AgentSkillsCN

flyweight-pattern-typescript

为享元模式提供 TypeScript 指导,涵盖内蕴/外在分离、不可变享元、基于 Map 的工厂/池化机制,以及内存与 CPU 之间的权衡取舍。

SKILL.md
--- frontmatter
name: flyweight-pattern-typescript
description: TypeScript guidance for Flyweight with intrinsic/extrinsic split, immutable flyweights, Map-based factory/pool, and RAM-vs-CPU trade-offs.
compatibility: Codex CLI / filesystem agents; no external tools required.
metadata:
  author: codex
  version: 0.1.0

Flyweight (TypeScript)

Intent

Reduce memory use by sharing immutable intrinsic state across many objects while passing extrinsic context separately.

When to use

  • Measured memory pressure is a bottleneck (heap/metrics show it).
  • Many similar objects share duplicated immutable data.
  • You can separate intrinsic vs extrinsic state cleanly.
  • You can pass per-instance context into methods instead of storing it.
  • Large collections are long-lived and memory-heavy.
  • You can tolerate a factory/pool lookup per use.
  • You need to de-duplicate shared state for performance.

When NOT to use

  • You have no profiling evidence (premature optimization).
  • Shared state is mutable or frequently changing.
  • Key space is unbounded and would leak memory.
  • CPU overhead of pooling outweighs RAM savings.
  • Object counts are small.
  • Deep copy ambiguity makes sharing unsafe.
  • You can’t define a stable intrinsic key.

Mental model

Intrinsic = shared and immutable; Extrinsic = context passed in.

Recommended TS shapes

  • Immutable flyweight class/value object.
  • FlyweightFactory using Map keyed by intrinsic state.
  • Context stored externally (lightweight structs/arrays).

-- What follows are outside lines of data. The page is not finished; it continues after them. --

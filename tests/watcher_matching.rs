mod common;

use std::path::Path;
use std::sync::Arc;

use common::{assert_silent, with_timeout};
use localfn::watch::{ChangeSet, FunctionWatcher, WatchOptions};
use localfn_test_utils::builders::{ContextBuilder, FunctionBuilder};
use localfn_test_utils::fake_registry::StaticRegistry;
use localfn_test_utils::fake_source::FakeWatchSource;
use tokio::sync::mpsc;

fn ids(change: &ChangeSet) -> Vec<String> {
    let mut ids: Vec<String> = change.functions.iter().map(|f| f.id.clone()).collect();
    ids.sort();
    ids
}

fn start(
    registry: StaticRegistry,
) -> (
    FakeWatchSource,
    FunctionWatcher<FakeWatchSource>,
    mpsc::Receiver<ChangeSet>,
) {
    let source = FakeWatchSource::new();
    let (tx, rx) = mpsc::channel(8);
    let watcher = FunctionWatcher::new(
        source.clone(),
        Arc::new(registry),
        ContextBuilder::new().build(),
        WatchOptions::default(),
        tx,
    );
    (source, watcher, rx)
}

#[tokio::test]
async fn disjoint_functions_are_notified_separately() {
    common::init_tracing();
    let registry = StaticRegistry::new(vec![
        FunctionBuilder::new("a").build(),
        FunctionBuilder::new("b").build(),
    ]);
    let (source, mut watcher, mut rx) = start(registry);
    watcher.reload(Path::new("/proj")).unwrap();

    assert!(source.emit("/proj/a/handlers/main.go"));
    let change = with_timeout(rx.recv()).await.unwrap();
    assert_eq!(change.path, Path::new("/proj/a/handlers/main.go"));
    assert_eq!(ids(&change), vec!["a"]);

    assert!(source.emit("/proj/b/main.go"));
    let change = with_timeout(rx.recv()).await.unwrap();
    assert_eq!(ids(&change), vec!["b"]);
}

#[tokio::test]
async fn overlapping_functions_are_notified_together() {
    let registry = StaticRegistry::new(vec![
        FunctionBuilder::new("a").build(),
        FunctionBuilder::new("lib").src("/proj/a/lib").build(),
    ]);
    let (source, mut watcher, mut rx) = start(registry);
    watcher.reload(Path::new("/proj")).unwrap();

    source.emit("/proj/a/lib/util.go");
    let change = with_timeout(rx.recv()).await.unwrap();
    assert_eq!(ids(&change), vec!["a", "lib"]);
}

#[tokio::test]
async fn unmatched_changes_are_not_reported() {
    let registry = StaticRegistry::new(vec![FunctionBuilder::new("a").build()]);
    let (source, mut watcher, mut rx) = start(registry);
    watcher.reload(Path::new("/proj")).unwrap();

    source.emit("/proj/a/README.md");
    source.emit("/proj/other/main.go");
    assert_silent(&mut rx).await;
}

#[tokio::test]
async fn subscription_covers_union_of_include_globs() {
    let registry = StaticRegistry::new(vec![
        FunctionBuilder::new("a").build(),
        FunctionBuilder::new("jobs")
            .runtime("python3.11")
            .handler("main.handler")
            .build(),
    ]);
    let (source, mut watcher, _rx) = start(registry);
    watcher.reload(Path::new("/proj")).unwrap();

    let requests = source.requests();
    assert_eq!(requests.len(), 1);
    assert_eq!(
        requests[0].include,
        vec!["/proj/a/**/*.go", "/proj/jobs/**/*.py"]
    );
    assert_eq!(requests[0].ignore, vec!["**/.build/**", "**/.sst/**"]);
    assert!(!requests[0].follow_symlinks);
    assert_eq!(watcher.bindings().len(), 2);
}

#[tokio::test]
async fn unresolvable_function_is_skipped_not_fatal() {
    // Node entry file does not exist, so resolution fails for "api" only.
    let registry = StaticRegistry::new(vec![
        FunctionBuilder::new("api")
            .runtime("node18.x")
            .handler("index.handler")
            .build(),
        FunctionBuilder::new("a").build(),
    ]);
    let (source, mut watcher, mut rx) = start(registry);
    watcher.reload(Path::new("/proj")).unwrap();

    assert_eq!(watcher.bindings().len(), 1);
    assert_eq!(watcher.bindings()[0].function().id, "a");

    source.emit("/proj/a/main.go");
    let change = with_timeout(rx.recv()).await.unwrap();
    assert_eq!(ids(&change), vec!["a"]);
}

Example 1: TextStyle flyweight (tokens)

ts
type StyleKey = string;

type Style = Readonly<{ font: string; weight: number; color: string }>;

class TextStyle {
  constructor(public readonly style: Style) {}
}

class TextStyleFactory {
  private pool = new Map<StyleKey, TextStyle>();

  get(style: Style): TextStyle {
    const key = `${style.font}|${style.weight}|${style.color}`;
    const existing = this.pool.get(key);
    if (existing) return existing;
    const created = new TextStyle(Object.freeze(style));
    this.pool.set(key, created);
    return created;
  }
}

type Token = { text: string; x: number; y: number; style: TextStyle };

const factory = new TextStyleFactory();
const style = factory.get({ font: "Inter", weight: 400, color: "#333" });
const tokens: Token[] = [
  { text: "Hello", x: 0, y: 0, style },
  { text: "World", x: 60, y: 0, style },
];

Example 2: ParticleType flyweight

ts
type ParticleTypeKey = string;

type ParticleTypeData = Readonly<{ sprite: string; size: number; color: string }>;

class ParticleType {
  constructor(public readonly data: ParticleTypeData) {}
  render(x: number, y: number): string {
    return `${this.data.sprite}@${x},${y}`;
  }
}

class ParticleTypeFactory {
  private pool = new Map<ParticleTypeKey, ParticleType>();

  get(data: ParticleTypeData): ParticleType {
    const key = `${data.sprite}|${data.size}|${data.color}`;
    const existing = this.pool.get(key);
    if (existing) return existing;
    const created = new ParticleType(Object.freeze(data));
    this.pool.set(key, created);
    return created;
  }
}

type Particle = { type: ParticleType; x: number; y: number; vx: number; vy: number };

const factory = new ParticleTypeFactory();
const smokeType = factory.get({ sprite: "smoke", size: 8, color: "gray" });
const particle: Particle = { type: smokeType, x: 10, y: 20, vx: 1, vy: -1 };

Testing strategy (pragmatic)

  • Assert same key returns the same instance.
  • Validate immutability of intrinsic state.
  • Test behavior with different extrinsic inputs.

Common pitfalls

  • Mutable intrinsic state shared across instances.
  • Bad keying causing accidental collisions.
  • Pool leaks due to unbounded key space.
  • Premature optimization without profiling.
  • Mixing extrinsic state into the flyweight.
  • Overengineering factory logic.
  • Hiding identity differences when they matter.
  • Skipping tests for reuse/immutability.

Checklist for refactors

  • Measure memory pressure first.
  • Identify intrinsic duplicates and extrinsic context.
  • Define a stable intrinsic key.
  • Ensure flyweights are immutable.
  • Pass extrinsic data explicitly.
  • Add pool bounds/eviction if keys can grow.
  • Test for reuse and correctness.
  • Document trade-offs and usage constraints.

Output expectations

When invoked, produce:

  • Intrinsic/extrinsic split and keys.
  • Factory/pool design with bounds if needed.
  • Tests for reuse and immutability.